What to do >> Nothing belongs in the answer except the lines of the material that include "reason".

Listed records >>
-------------------------

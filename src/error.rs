// Error types shared by the planning engine and its collaborators

use thiserror::Error as ThisError;

/// Coarse error category handed to a display sink together with the message
#[derive(Debug, Clone, Copy, PartialEq, Eq)]
pub enum ErrorKind {
    InsufficientPoints,
    MissingCoordinate,
    NoValidPath,
    InvalidInput,
    Resolution,
    Config,
}

#[derive(Debug, ThisError)]
pub enum PlannerError {
    #[error("at least a start and an end point are required, got {count}")]
    InsufficientPoints { count: usize },
    #[error("point {0} has no coordinate data")]
    MissingCoordinate(String),
    #[error("no valid path")]
    NoValidPath,
    #[error("waypoint {0} has already been added")]
    DuplicateWaypoint(String),
    #[error("distance matrix is not square: row {row} has {len} entries, expected {size}")]
    RaggedMatrix { row: usize, len: usize, size: usize },
    #[error("point {name} has an invalid coordinate ({longitude}, {latitude})")]
    InvalidCoordinate {
        name: String,
        longitude: f64,
        latitude: f64,
    },
    #[error("could not resolve {name}: {reason}")]
    Resolution { name: String, reason: String },
    #[error("invalid configuration: {0}")]
    Config(String),
    #[error(transparent)]
    Io(#[from] std::io::Error),
    #[error(transparent)]
    Json(#[from] serde_json::Error),
}

pub type Result<T> = std::result::Result<T, PlannerError>;

impl PlannerError {
    pub fn resolution(name: impl Into<String>, reason: impl Into<String>) -> Self {
        Self::Resolution {
            name: name.into(),
            reason: reason.into(),
        }
    }

    pub fn config(message: impl Into<String>) -> Self {
        Self::Config(message.into())
    }

    /// Category used when reporting to a display sink
    pub fn kind(&self) -> ErrorKind {
        match self {
            Self::InsufficientPoints { .. } => ErrorKind::InsufficientPoints,
            Self::MissingCoordinate(_) => ErrorKind::MissingCoordinate,
            Self::NoValidPath => ErrorKind::NoValidPath,
            Self::DuplicateWaypoint(_)
            | Self::InvalidCoordinate { .. }
            | Self::RaggedMatrix { .. } => ErrorKind::InvalidInput,
            Self::Resolution { .. } => ErrorKind::Resolution,
            Self::Config(_) | Self::Io(_) | Self::Json(_) => ErrorKind::Config,
        }
    }
}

-------------------------

Written answer >>
    #[error("could not resolve {name}: {reason}")]
    Resolution { name: String, reason: String },
    pub fn resolution(name: impl Into<String>, reason: impl Into<String>) -> Self {
            reason: reason.into(),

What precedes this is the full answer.